((The following journal entries are written entirely in Japanese – if found ICly (contact me in-world on cloverfordyce resident if you’d like to do so), they are only understandable if the reader is fluent.))
The filter I use to catch these things is full. It’s dirty. It needs emptying and there is no place to put it except here. It’s stupid of me to write this down, something tangible holding the truth, but it can be burned. People aren’t tossed in the fireplace as easily as paper. Their memories can be forever. It spreads like a virus. I’d rather be able to extinguish it like one.
Not that the girl from California knows any better than that. But she’s running. She’s not Lumen. I am Lumen now. Lumen Imai, a fake name, a fake person, I’m no better than the people back home. Worse, even. It keeps building. Maybe I really have become Lumen. I’m scraping up every identity and gluing it into one, less than whole, more than enough to hate. It keeps people away, it’s easier like that. California drew people in – Lumen keeps them out.

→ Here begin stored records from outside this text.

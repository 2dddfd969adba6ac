use chrono::{DateTime, Utc};
use serde::{Deserialize, Serialize};

#[derive(Debug, Clone, PartialEq, Serialize, Deserialize)]
pub struct Item {
    pub item_id: String,
    pub timestamp: DateTime<Utc>,
    #[serde(default)]
    pub labels: Vec<String>,
    #[serde(default)]
    pub comment: String,
}

impl Item {
    pub fn new(item_id: impl Into<String>, timestamp: DateTime<Utc>) -> Self {
        Self {
            item_id: item_id.into(),
            timestamp,
            labels: Vec::new(),
            comment: String::new(),
        }
    }
}

#[derive(Debug, Clone, Default, PartialEq, Serialize, Deserialize)]
pub struct User {
    pub user_id: String,
    #[serde(default)]
    pub labels: Vec<String>,
    #[serde(default)]
    pub subscribe: Vec<String>,
    #[serde(default)]
    pub comment: String,
}

impl User {
    pub fn new(user_id: impl Into<String>) -> Self {
        Self {
            user_id: user_id.into(),
            ..Default::default()
        }
    }
}

/// Identifies one feedback record: a user can give several feedback types to the same item.
#[derive(Debug, Clone, PartialEq, Eq, PartialOrd, Ord, Hash, Serialize, Deserialize)]
pub struct FeedbackKey {
    pub feedback_type: String,
    pub user_id: String,
    pub item_id: String,
}

#[derive(Debug, Clone, PartialEq, Serialize, Deserialize)]
pub struct Feedback {
    #[serde(flatten)]
    pub key: FeedbackKey,
    pub timestamp: DateTime<Utc>,
    #[serde(default)]
    pub comment: String,
}

impl Feedback {
    pub fn new(
        feedback_type: impl Into<String>,
        user_id: impl Into<String>,
        item_id: impl Into<String>,
        timestamp: DateTime<Utc>,
    ) -> Self {
        Self {
            key: FeedbackKey {
                feedback_type: feedback_type.into(),
                user_id: user_id.into(),
                item_id: item_id.into(),
            },
            timestamp,
            comment: String::new(),
        }
    }

    pub fn user_id(&self) -> &str {
        &self.key.user_id
    }

    pub fn item_id(&self) -> &str {
        &self.key.item_id
    }

    pub fn feedback_type(&self) -> &str {
        &self.key.feedback_type
    }
}

/// Item with a ranking score, as stored in cached lists.
#[derive(Debug, Clone, PartialEq, Serialize, Deserialize)]
pub struct ScoredItem {
    pub item_id: String,
    pub score: f32,
}

impl ScoredItem {
    pub fn new(item_id: impl Into<String>, score: f32) -> Self {
        Self {
            item_id: item_id.into(),
            score,
        }
    }
}

/// Sorts by descending score; ties keep their input order.
pub fn sort_scored_items(items: &mut [ScoredItem]) {
    items.sort_by(|a, b| b.score.total_cmp(&a.score));
}

#[cfg(test)]
mod tests {
    use super::*;
    use chrono::TimeZone;

    #[test]
    fn test_feedback_json_is_flat() {
        let feedback = Feedback::new("click", "u1", "i1", Utc.timestamp_opt(0, 0).unwrap());
        let json = serde_json::to_value(&feedback).unwrap();
        assert_eq!(json["feedback_type"], "click");
        assert_eq!(json["user_id"], "u1");
        assert_eq!(json["item_id"], "i1");

        let decoded: Feedback = serde_json::from_value(json).unwrap();
        assert_eq!(decoded, feedback);
    }

    #[test]
    fn test_sort_scored_items() {
        let mut items = vec![
            ScoredItem::new("a", 1.0),
            ScoredItem::new("b", 3.0),
            ScoredItem::new("c", 1.0),
            ScoredItem::new("d", 2.0),
        ];
        sort_scored_items(&mut items);
        let ids: Vec<_> = items.iter().map(|i| i.item_id.as_str()).collect();
        assert_eq!(ids, vec!["b", "d", "a", "c"]);
    }
}
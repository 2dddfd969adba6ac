use thiserror::Error;

pub type Result<T> = std::result::Result<T, AppError>;

#[derive(Debug, Error)]
pub enum AppError {
    #[error("Configuration error: {0}")]
    Configuration(String),

    #[error("Unknown model: {0}")]
    UnknownModel(String),

    #[error("Invalid parameter: {0}")]
    InvalidParam(String),

    #[error("Invalid name: {0}")]
    InvalidName(String),

    #[error("Index out of range: {index} >= {len}")]
    IndexOutOfRange { index: usize, len: usize },

    #[error("Singular matrix: {0}")]
    SingularMatrix(String),

    #[error("Not found: {0}")]
    NotFound(String),

    #[error("Storage error: {0}")]
    Storage(String),

    #[error("Serialization error: {0}")]
    Serialization(String),

    #[error("Internal error: {0}")]
    Internal(String),
}

impl AppError {
    /// Errors raised by a misconfigured request or setup rather than by data.
    pub fn is_configuration(&self) -> bool {
        matches!(
            self,
            AppError::Configuration(_) | AppError::UnknownModel(_) | AppError::InvalidParam(_)
        )
    }
}

// Implement conversions from other error types
impl From<bincode::Error> for AppError {
    fn from(err: bincode::Error) -> Self {
        AppError::Serialization(err.to_string())
    }
}

impl From<serde_json::Error> for AppError {
    fn from(err: serde_json::Error) -> Self {
        AppError::Serialization(err.to_string())
    }
}

impl From<std::io::Error> for AppError {
    fn from(err: std::io::Error) -> Self {
        AppError::Storage(err.to_string())
    }
}

impl From<rayon::ThreadPoolBuildError> for AppError {
    fn from(err: rayon::ThreadPoolBuildError) -> Self {
        AppError::Internal(format!("failed to build worker pool: {}", err))
    }
}

impl From<anyhow::Error> for AppError {
    fn from(err: anyhow::Error) -> Self {
        AppError::Internal(err.to_string())
    }
}

#[cfg(test)]
mod tests {
    use super::*;

    #[test]
    fn test_error_display() {
        let err = AppError::IndexOutOfRange { index: 7, len: 4 };
        assert_eq!(err.to_string(), "Index out of range: 7 >= 4");

        let err = AppError::Configuration("unknown fallback".to_string());
        assert_eq!(err.to_string(), "Configuration error: unknown fallback");
    }

    #[test]
    fn test_is_configuration() {
        assert!(AppError::UnknownModel("svd".into()).is_configuration());
        assert!(AppError::Configuration("x".into()).is_configuration());
        assert!(!AppError::Storage("io".into()).is_configuration());
    }
}
//! Shared parameter buffers for concurrent training
//!
//! Workers read and write these without any lock. Each element is an
//! `f32` stored in an `AtomicU32` and accessed with relaxed ordering, so a
//! read never observes a torn value, but two workers updating the same
//! element can lose one of the updates. Hogwild-style SGD (BPR, FM) accepts
//! that loss; row-partitioned solvers (ALS, CCD) never write the same row
//! from two workers in the first place.

use ndarray::{Array1, Array2};
use std::sync::atomic::{AtomicU32, Ordering};

#[derive(Debug, Default)]
pub struct AtomicF32(AtomicU32);

impl AtomicF32 {
    pub fn new(value: f32) -> Self {
        Self(AtomicU32::new(value.to_bits()))
    }

    #[inline]
    pub fn load(&self) -> f32 {
        f32::from_bits(self.0.load(Ordering::Relaxed))
    }

    #[inline]
    pub fn store(&self, value: f32) {
        self.0.store(value.to_bits(), Ordering::Relaxed)
    }

    /// Read-modify-write without CAS: concurrent adds may be lost.
    #[inline]
    pub fn add(&self, delta: f32) {
        self.store(self.load() + delta)
    }
}

/// Row-major matrix of [`AtomicF32`].
#[derive(Debug)]
pub struct SharedMatrix {
    rows: usize,
    cols: usize,
    data: Vec<AtomicF32>,
}

impl SharedMatrix {
    pub fn zeros(rows: usize, cols: usize) -> Self {
        Self {
            rows,
            cols,
            data: (0..rows * cols).map(|_| AtomicF32::new(0.0)).collect(),
        }
    }

    pub fn from_array(array: &Array2<f32>) -> Self {
        let (rows, cols) = array.dim();
        Self {
            rows,
            cols,
            data: array.iter().map(|&v| AtomicF32::new(v)).collect(),
        }
    }

    pub fn to_array(&self) -> Array2<f32> {
        Array2::from_shape_fn((self.rows, self.cols), |(r, c)| self.get(r, c))
    }

    pub fn rows(&self) -> usize {
        self.rows
    }

    pub fn cols(&self) -> usize {
        self.cols
    }

    #[inline]
    pub fn get(&self, row: usize, col: usize) -> f32 {
        self.data[row * self.cols + col].load()
    }

    #[inline]
    pub fn set(&self, row: usize, col: usize, value: f32) {
        self.data[row * self.cols + col].store(value)
    }

    /// Copies one row into `out`, which must hold `cols` values.
    pub fn read_row(&self, row: usize, out: &mut [f32]) {
        let start = row * self.cols;
        for (dst, src) in out.iter_mut().zip(&self.data[start..start + self.cols]) {
            *dst = src.load();
        }
    }

    pub fn write_row(&self, row: usize, values: &[f32]) {
        let start = row * self.cols;
        for (dst, &src) in self.data[start..start + self.cols].iter().zip(values) {
            dst.store(src);
        }
    }

    /// `row += alpha * values`
    pub fn add_scaled_row(&self, row: usize, alpha: f32, values: &[f32]) {
        let start = row * self.cols;
        for (dst, &src) in self.data[start..start + self.cols].iter().zip(values) {
            dst.add(alpha * src);
        }
    }

    pub fn dot_rows(&self, row: usize, other: &SharedMatrix, other_row: usize) -> f32 {
        (0..self.cols)
            .map(|c| self.get(row, c) * other.get(other_row, c))
            .sum()
    }
}

/// Vector of [`AtomicF32`].
#[derive(Debug)]
pub struct SharedVector {
    data: Vec<AtomicF32>,
}

impl SharedVector {
    pub fn from_array(array: &Array1<f32>) -> Self {
        Self {
            data: array.iter().map(|&v| AtomicF32::new(v)).collect(),
        }
    }

    pub fn to_array(&self) -> Array1<f32> {
        self.data.iter().map(AtomicF32::load).collect()
    }

    #[inline]
    pub fn get(&self, index: usize) -> f32 {
        self.data[index].load()
    }

    #[inline]
    pub fn add(&self, index: usize, delta: f32) {
        self.data[index].add(delta)
    }
}

#[cfg(test)]
mod tests {
    use super::*;
    use ndarray::array;

    #[test]
    fn test_shared_matrix_round_trip() {
        let source = array![[1.0f32, 2.0], [3.0, 4.0], [5.0, 6.0]];
        let shared = SharedMatrix::from_array(&source);
        assert_eq!(shared.rows(), 3);
        assert_eq!(shared.cols(), 2);
        assert_eq!(shared.to_array(), source);
    }

    #[test]
    fn test_row_operations() {
        let shared = SharedMatrix::zeros(2, 3);
        shared.write_row(1, &[1.0, 2.0, 3.0]);
        shared.add_scaled_row(1, 2.0, &[1.0, 1.0, 1.0]);

        let mut row = vec![0.0; 3];
        shared.read_row(1, &mut row);
        assert_eq!(row, vec![3.0, 4.0, 5.0]);

        shared.write_row(0, &[1.0, 0.0, 1.0]);
        assert_eq!(shared.dot_rows(0, &shared, 1), 8.0);
    }

    #[test]
    fn test_shared_vector() {
        let shared = SharedVector::from_array(&array![0.5f32, 1.5]);
        shared.add(1, 0.5);
        assert_eq!(shared.get(1), 2.0);
        assert_eq!(shared.to_array(), array![0.5f32, 2.0]);
    }
}
//! Builds training sets from a [`DataStore`] by walking its cursors.

use crate::click::{ClickDataSet, ClickDataSetBuilder};
use crate::error::Result;
use crate::models::{Feedback, Item, User};
use crate::ranking::{DataSet, DataSetBuilder};
use crate::storage::DataStore;
use std::collections::{BTreeMap, HashMap};
use tracing::info;

/// Page size for cursor walks.
pub const BATCH_SIZE: usize = 1024;

pub async fn load_users(data: &dyn DataStore) -> Result<Vec<User>> {
    let mut users = Vec::new();
    let mut cursor = String::new();
    loop {
        let (next, batch) = data.get_users(&cursor, BATCH_SIZE).await?;
        users.extend(batch);
        if next.is_empty() {
            return Ok(users);
        }
        cursor = next;
    }
}

pub async fn load_items(data: &dyn DataStore) -> Result<Vec<Item>> {
    let mut items = Vec::new();
    let mut cursor = String::new();
    loop {
        let (next, batch) = data.get_items(&cursor, BATCH_SIZE).await?;
        items.extend(batch);
        if next.is_empty() {
            return Ok(items);
        }
        cursor = next;
    }
}

/// Every feedback record of the given types; empty types load all.
pub async fn load_feedback(data: &dyn DataStore, feedback_types: &[String]) -> Result<Vec<Feedback>> {
    let mut feedback = Vec::new();
    let mut cursor = String::new();
    loop {
        let (next, batch) = data.get_feedback(&cursor, BATCH_SIZE, feedback_types).await?;
        feedback.extend(batch);
        if next.is_empty() {
            return Ok(feedback);
        }
        cursor = next;
    }
}

/// Implicit-feedback set over all users and items, with pairs taken from
/// feedback of `feedback_types`.
pub async fn load_ranking_dataset(data: &dyn DataStore, feedback_types: &[String]) -> Result<DataSet> {
    let mut builder = DataSetBuilder::new();
    for user in load_users(data).await? {
        builder.add_user(&user.user_id)?;
    }
    for item in load_items(data).await? {
        builder.add_item(&item.item_id)?;
    }
    let feedback = load_feedback(data, feedback_types).await?;
    for record in &feedback {
        builder.add_feedback(record.user_id(), record.item_id())?;
    }
    let dataset = builder.build();
    info!(
        n_users = dataset.user_count(),
        n_items = dataset.item_count(),
        n_feedback = dataset.count(),
        "loaded ranking dataset"
    );
    Ok(dataset)
}

/// Labelled samples: `+1` for feedback of `positive_types`, `-1` for any
/// other feedback on a pair with no positive record.
pub async fn load_click_dataset(data: &dyn DataStore, positive_types: &[String]) -> Result<ClickDataSet> {
    let labels: HashMap<String, Vec<String>> = load_items(data)
        .await?
        .into_iter()
        .map(|item| (item.item_id, item.labels))
        .collect();

    let mut targets: BTreeMap<(String, String), f32> = BTreeMap::new();
    for record in load_feedback(data, &[]).await? {
        let positive = positive_types.is_empty()
            || positive_types.iter().any(|t| t == record.feedback_type());
        let target = if positive { 1.0 } else { -1.0 };
        let entry = targets
            .entry((record.key.user_id, record.key.item_id))
            .or_insert(target);
        *entry = entry.max(target);
    }

    let mut builder = ClickDataSetBuilder::new();
    for ((user_id, item_id), target) in &targets {
        let item_labels = labels.get(item_id).map(Vec::as_slice).unwrap_or(&[]);
        builder.add_sample(user_id, item_id, item_labels, *target);
    }
    let dataset = builder.build();
    info!(
        n_samples = dataset.count(),
        n_features = dataset.index().len(),
        "loaded click dataset"
    );
    Ok(dataset)
}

California didn’t know any better. California took pleasure in their ultimate demise due to trusting her. California enjoyed what she did. California was a driver, the rest of the world her roadkill, a hunter, the easiest targets her prey.
I am Lumen now.
A measure of light or a measurement of entrails, that’s what I am. It doesn’t matter anymore. I just exist. Maybe it’s guilt, maybe it’s just the necessary need for freedom that pulls me only closer to where I was before. Maybe I learned nothing at all. And, to be honest as I’m scraping the truth from my filter to this stupid paper, maybe I enjoy that.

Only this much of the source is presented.